Faster than Switch

This topic is 2666 days old which is more than the 365 day threshold we allow for new replies. Please post a new topic.

Recommended Posts

I have the following code in my program:
 switch (block) { case fire: updateFire(true); break; case smoke: updateSmoke(); break; case tree: updateTree(); break; case steam: updateSteam(); break; default: break; } 

This switch is called >10,000 times per frame so it needs to be faster.

All of these items are enums so they are numbers (0-3).

What I want to do is have all these functions in an array.

Something like this:
 // //Defines // enum item ...item list (tree, fire etc)... itemupdates[4]; //Functions that need to be called itemupdates[0] = updateFire(); itemupdates[1] = updateSmoke(); itemupdates[2] = updateTree(); itemupdates[3] = updateSteam(); // //Switch replacement // call itemUpdates[block]; 

How would I implement this?

I have tried googling this but it's such an uncommon task (I think) I don't even know what to search.

Share on other sites
First and foremost: Did you profile this, and found that it is indeed this switch statement that is the bottleneck?

Share on other sites

All of these items are enums so they are numbers (0-3).
What I want to do is have all these functions in an array.
How would I implement this?
A good compiler will automatically produce this function pointer table for you from your existing switch code!
You may have already implemented it!

I'm guessing that you have this problem because you've got a list of 10,000 items, which you iterate through, and it's only when you inspect each item that you discover it's type?

To optimise this, you should pull the type-test out of that loop, into the code above it. Partition your data in advance into groups of the same type, then update the entire group at once. updateAllFires(true); updateAllSmokes(); updateAllTrees(); updateAllSteams();

Share on other sites
Those of us that have Turing machines prefer a non-standard keyword "oracle(variable) { }" instead of switch...

In real world however there is no real solution. The proposed function pointer solution is equivalent and likely worse on some compilers.

To optimise this, you should pull the type-test out of that loop, into the code above it. Partition your data in advance into groups of the same type, then update the entire group at once.[/quote]
Which likely isn't possible. For Minecraft-like or similar map, cells cannot be rearranged.

Either one uses sparse iteration (intrusive linked list), but insertions that maintain in-order memory traversal will be n/C if using skip list.
One could sort on each frame, taking a n*C overhead and hope that C is smaller than branching overhead. Relies on stable sort and radix sort comes with some overhead.
One could use bi-directional pointers between typed lists and map data, but suffer from similar ordering problems.
Sparse matrix/bitmap would be another solution, where one only updates specific type on each pass, but it would only benefit if there are long runs of same types.

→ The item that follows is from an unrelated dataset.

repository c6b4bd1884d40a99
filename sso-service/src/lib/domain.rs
pub mod identity;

There simply isn't a universal solution that would be better.

switch is called >10,000 times per frame[/quote]It's not switch that is the bottleneck. 10,000 per frame is 600,000 per second. CPUs today can do 600 million on single core.

the bottleneck are your functions, not switch.

Share on other sites

Those of us that have Turing machines prefer a non-standard keyword "oracle(variable) { }" instead of switch...

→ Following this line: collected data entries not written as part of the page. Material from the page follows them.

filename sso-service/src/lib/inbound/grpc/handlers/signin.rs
use std::time::Duration;

use tonic::Status;

use super::with_deadline;
use crate::identity::ports::AuthServicePort;
use crate::inbound::grpc::validation::validate_signin;
use crate::proto::SigninRequest;
use crate::proto::SigninResponse;

pub async fn signin<S: AuthServicePort>(
    service: &S,
    request: SigninRequest,
    timeout: Duration,
) -> Result<SigninResponse, Status> {
    let command = validate_signin(request)?;

    let token = with_deadline(timeout, service.signin(command)).await?;

    Ok(SigninResponse { token })
}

In real world however there is no real solution. The proposed function pointer solution is equivalent and likely worse on some compilers.

To optimise this, you should pull the type-test out of that loop, into the code above it. Partition your data in advance into groups of the same type, then update the entire group at once.

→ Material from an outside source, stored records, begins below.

#[cfg(test)]
mod tests {
    use auth::HashCost;
    use chrono::Utc;
    use jsonwebtoken::DecodingKey;
    use jsonwebtoken::Validation;
    use mockall::mock;

    use super::*;
    use crate::identity::errors::ErrorKind;
    use crate::identity::models::AppId;
    use crate::identity::models::EmailAddress;
    use crate::identity::models::Password;

    mock! {
        pub TestUserRepository {}

        #[async_trait]
        impl UserRepository for TestUserRepository {
            async fn save_user(&self, email: &EmailAddress, password_hash: &[u8]) -> Result<UserId, RepositoryError>;
            async fn find_user_by_email(&self, email: &EmailAddress) -> Result<User, RepositoryError>;
            async fn find_admin_flag(&self, user_id: &UserId) -> Result<bool, RepositoryError>;
        }
    }

    mock! {
        pub TestApplicationRepository {}

        #[async_trait]
        impl ApplicationRepository for TestApplicationRepository {
            async fn find_application(&self, app_id: AppId) -> Result<Application, RepositoryError>;
        }
    }

    const APP_SECRET: &[u8] = b"test-secret";

    fn authenticator() -> Arc<Authenticator> {
        Arc::new(
            Authenticator::with_cost(HashCost {
                memory_kib: 1024,
                iterations: 1,
                parallelism: 1,
            })
            .unwrap(),
        )
    }

    fn service(
        users: MockTestUserRepository,
        applications: MockTestApplicationRepository,
    ) -> AuthService<MockTestUserRepository, MockTestApplicationRepository> {
        AuthService::new(
            Arc::new(users),
            Arc::new(applications),
            authenticator(),
            Duration::hours(1),
        )
    }

    fn stored_user(password: &str) -> User {
        User {
            id: UserId::new(),
            email: EmailAddress::new("a@b.com".to_string()).unwrap(),
            password_hash: authenticator()
                .hash_password(password)
                .unwrap()
                .into_bytes(),
            created_at: Utc::now(),
            is_admin: false,
        }
    }

    fn application(id: i32) -> Application {
        Application {
            id: AppId::new(id).unwrap(),
            name: "test".to_string(),
            secret: APP_SECRET.to_vec(),
        }
    }

    fn signin_command(password: &str) -> SigninCommand {
        SigninCommand::new(
            EmailAddress::new("a@b.com".to_string()).unwrap(),
            Password::new(password.to_string()).unwrap(),
            AppId::new(1).unwrap(),
        )
    }

    #[tokio::test]
    async fn test_signup_success() {
        let mut users = MockTestUserRepository::new();
        let applications = MockTestApplicationRepository::new();

        let user_id = UserId::new();
        users
            .expect_save_user()
            .withf(|email, hash| {
                email.as_str() == "a@b.com"
                    && hash.starts_with(b"$argon2id$")
                    && !String::from_utf8_lossy(hash).contains("Aa1!aaaa")
            })
            .times(1)
            .returning(move |_, _| Ok(user_id));

        let service = service(users, applications);
        let command = SignupCommand::new(
            EmailAddress::new("a@b.com".to_string()).unwrap(),
            Password::new("Aa1!aaaa".to_string()).unwrap(),
        );

        let result = service.signup(command).await;
        assert_eq!(result.unwrap(), user_id);
    }

    #[tokio::test]
    async fn test_signup_duplicate_email() {
        let mut users = MockTestUserRepository::new();
        let applications = MockTestApplicationRepository::new();

        users
            .expect_save_user()
            .times(1)
            .returning(|_, _| Err(RepositoryError::AlreadyExists));

        let service = service(users, applications);
        let command = SignupCommand::new(
            EmailAddress::new("a@b.com".to_string()).unwrap(),
            Password::new("Aa1!aaaa".to_string()).unwrap(),
        );

        let err = service.signup(command).await.unwrap_err();
        assert!(matches!(err, AuthError::UserExists));
        assert_eq!(err.kind(), ErrorKind::AlreadyExists);
    }

    #[tokio::test]
    async fn test_signup_storage_failure_is_internal() {
        let mut users = MockTestUserRepository::new();
        let applications = MockTestApplicationRepository::new();

        users
            .expect_save_user()
            .times(1)
            .returning(|_, _| Err(RepositoryError::Database("connection reset".to_string())));

        let service = service(users, applications);
        let command = SignupCommand::new(
            EmailAddress::new("a@b.com".to_string()).unwrap(),
            Password::new("Aa1!aaaa".to_string()).unwrap(),
        );

        let err = service.signup(command).await.unwrap_err();
        assert_eq!(err.kind(), ErrorKind::Internal);
    }

    #[tokio::test]
    async fn test_signin_success() {
        let mut users = MockTestUserRepository::new();
        let mut applications = MockTestApplicationRepository::new();

        let user = stored_user("Aa1!aaaa");
        let user_id = user.id;
        users
            .expect_find_user_by_email()
            .withf(|email| email.as_str() == "a@b.com")
            .times(1)
            .returning(move |_| Ok(user.clone()));
        applications
            .expect_find_application()
            .withf(|app_id| app_id.value() == 1)
            .times(1)
            .returning(|_| Ok(application(1)));

        let service = service(users, applications);
        let token = service
            .signin(signin_command("Aa1!aaaa"))
            .await
            .expect("Signin failed");

        let claims = jsonwebtoken::decode::<Claims>(
            &token,
            &DecodingKey::from_secret(APP_SECRET),
            &Validation::default(),
        )
        .expect("Token validation failed")
        .claims;
        assert_eq!(claims.uid, user_id.to_string());
        assert_eq!(claims.email, "a@b.com");
        assert_eq!(claims.app_id, 1);
        assert_eq!(claims.exp - claims.iat, 60 * 60);
    }

    #[tokio::test]
    async fn test_signin_wrong_password() {
        let mut users = MockTestUserRepository::new();
        let mut applications = MockTestApplicationRepository::new();

        let user = stored_user("Aa1!aaaa");
        users
            .expect_find_user_by_email()
            .times(1)
            .returning(move |_| Ok(user.clone()));
        applications.expect_find_application().times(0);

        let service = service(users, applications);
        let err = service
            .signin(signin_command("wrong!Pass1"))
            .await
            .unwrap_err();

        assert!(matches!(err, AuthError::InvalidCredentials));
    }

    #[tokio::test]
    async fn test_signin_unknown_email_matches_wrong_password() {
        let mut users = MockTestUserRepository::new();
        let applications = MockTestApplicationRepository::new();
        users
            .expect_find_user_by_email()
            .times(1)
            .returning(|_| Err(RepositoryError::NotFound));
        let unknown = service(users, applications)
            .signin(signin_command("Aa1!aaaa"))
            .await
            .unwrap_err();

        let mut users = MockTestUserRepository::new();
        let applications = MockTestApplicationRepository::new();
        let user = stored_user("Aa1!aaaa");
        users
            .expect_find_user_by_email()
            .times(1)
            .returning(move |_| Ok(user.clone()));
        let mismatch = service(users, applications)
            .signin(signin_command("wrong!Pass1"))
            .await
            .unwrap_err();

        assert_eq!(unknown.kind(), mismatch.kind());
        assert_eq!(unknown.to_string(), mismatch.to_string());
    }

    #[tokio::test]
    async fn test_signin_malformed_hash_is_invalid_credentials() {
        let mut users = MockTestUserRepository::new();
        let applications = MockTestApplicationRepository::new();

        users.expect_find_user_by_email().times(1).returning(|_| {
            Ok(User {
                id: UserId::new(),
                email: EmailAddress::new("a@b.com".to_string()).unwrap(),
                password_hash: b"corrupted".to_vec(),
                created_at: Utc::now(),
                is_admin: false,
            })
        });

        let err = service(users, applications)
            .signin(signin_command("Aa1!aaaa"))
            .await
            .unwrap_err();
        assert!(matches!(err, AuthError::InvalidCredentials));
    }

    #[tokio::test]
    async fn test_signin_unknown_app() {
        let mut users = MockTestUserRepository::new();
        let mut applications = MockTestApplicationRepository::new();

        let user = stored_user("Aa1!aaaa");
        users
            .expect_find_user_by_email()
            .times(1)
            .returning(move |_| Ok(user.clone()));
        applications
            .expect_find_application()
            .times(1)
            .returning(|_| Err(RepositoryError::NotFound));

        let err = service(users, applications)
            .signin(signin_command("Aa1!aaaa"))
            .await
            .unwrap_err();

        assert!(matches!(err, AuthError::AppNotFound(id) if id.value() == 1));
        assert_eq!(err.kind(), ErrorKind::NotFound);
    }

    #[tokio::test]
    async fn test_signin_user_lookup_failure_is_internal() {
        let mut users = MockTestUserRepository::new();
        let applications = MockTestApplicationRepository::new();

        users
            .expect_find_user_by_email()
            .times(1)
            .returning(|_| Err(RepositoryError::Database("timeout".to_string())));

        let err = service(users, applications)
            .signin(signin_command("Aa1!aaaa"))
            .await
            .unwrap_err();
        assert_eq!(err.kind(), ErrorKind::Internal);
    }

    #[tokio::test]
    async fn test_signin_app_lookup_failure_is_internal() {
        let mut users = MockTestUserRepository::new();
        let mut applications = MockTestApplicationRepository::new();

        let user = stored_user("Aa1!aaaa");
        users
            .expect_find_user_by_email()
            .times(1)
            .returning(move |_| Ok(user.clone()));
        applications
            .expect_find_application()
            .times(1)
            .returning(|_| Err(RepositoryError::Database("connection refused".to_string())));

        let err = service(users, applications)
            .signin(signin_command("Aa1!aaaa"))
            .await
            .unwrap_err();

        assert!(matches!(
            err,
            AuthError::Repository(RepositoryError::Database(_))
        ));
        assert_eq!(err.kind(), ErrorKind::Internal);
    }

    #[tokio::test]
    async fn test_is_admin_lookup_failure_is_internal() {
        let mut users = MockTestUserRepository::new();
        let applications = MockTestApplicationRepository::new();

        users
            .expect_find_admin_flag()
            .times(1)
            .returning(|_| Err(RepositoryError::Database("connection refused".to_string())));

        let err = service(users, applications)
            .is_admin(&UserId::new())
            .await
            .unwrap_err();

        assert!(matches!(
            err,
            AuthError::Repository(RepositoryError::Database(_))
        ));
        assert_eq!(err.kind(), ErrorKind::Internal);
    }

    #[tokio::test]
    async fn test_is_admin() {
        let mut users = MockTestUserRepository::new();
        let applications = MockTestApplicationRepository::new();

        let user_id = UserId::new();
        users
            .expect_find_admin_flag()
            .withf(move |id| *id == user_id)
            .times(2)
            .returning(|_| Ok(true));

        let service = service(users, applications);
        assert!(service.is_admin(&user_id).await.unwrap());
        assert!(service.is_admin(&user_id).await.unwrap());
    }

    #[tokio::test]
    async fn test_is_admin_unknown_subject() {
        let mut users = MockTestUserRepository::new();
        let applications = MockTestApplicationRepository::new();

        users
            .expect_find_admin_flag()
            .times(1)
            .returning(|_| Err(RepositoryError::NotFound));

        let user_id = UserId::new();
        let err = service(users, applications)
            .is_admin(&user_id)
            .await
            .unwrap_err();

        assert!(matches!(err, AuthError::SubjectNotFound(id) if id == user_id));
        assert_eq!(err.kind(), ErrorKind::NotFound);
    }
}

Which likely isn't possible. For Minecraft-like or similar map, cells cannot be rearranged.

Either one uses sparse iteration (intrusive linked list), but insertions that maintain in-order memory traversal will be n/C if using skip list.
One could sort on each frame, taking a n*C overhead and hope that C is smaller than branching overhead. Relies on stable sort and radix sort comes with some overhead.
One could use bi-directional pointers between typed lists and map data, but suffer from similar ordering problems.
Sparse matrix/bitmap would be another solution, where one only updates specific type on each pass, but it would only benefit if there are long runs of same types.

There simply isn't a universal solution that would be better.

switch is called >10,000 times per frame[/quote]It's not switch that is the bottleneck. 10,000 per frame is 600,000 per second. CPUs today can do 600 million on single core.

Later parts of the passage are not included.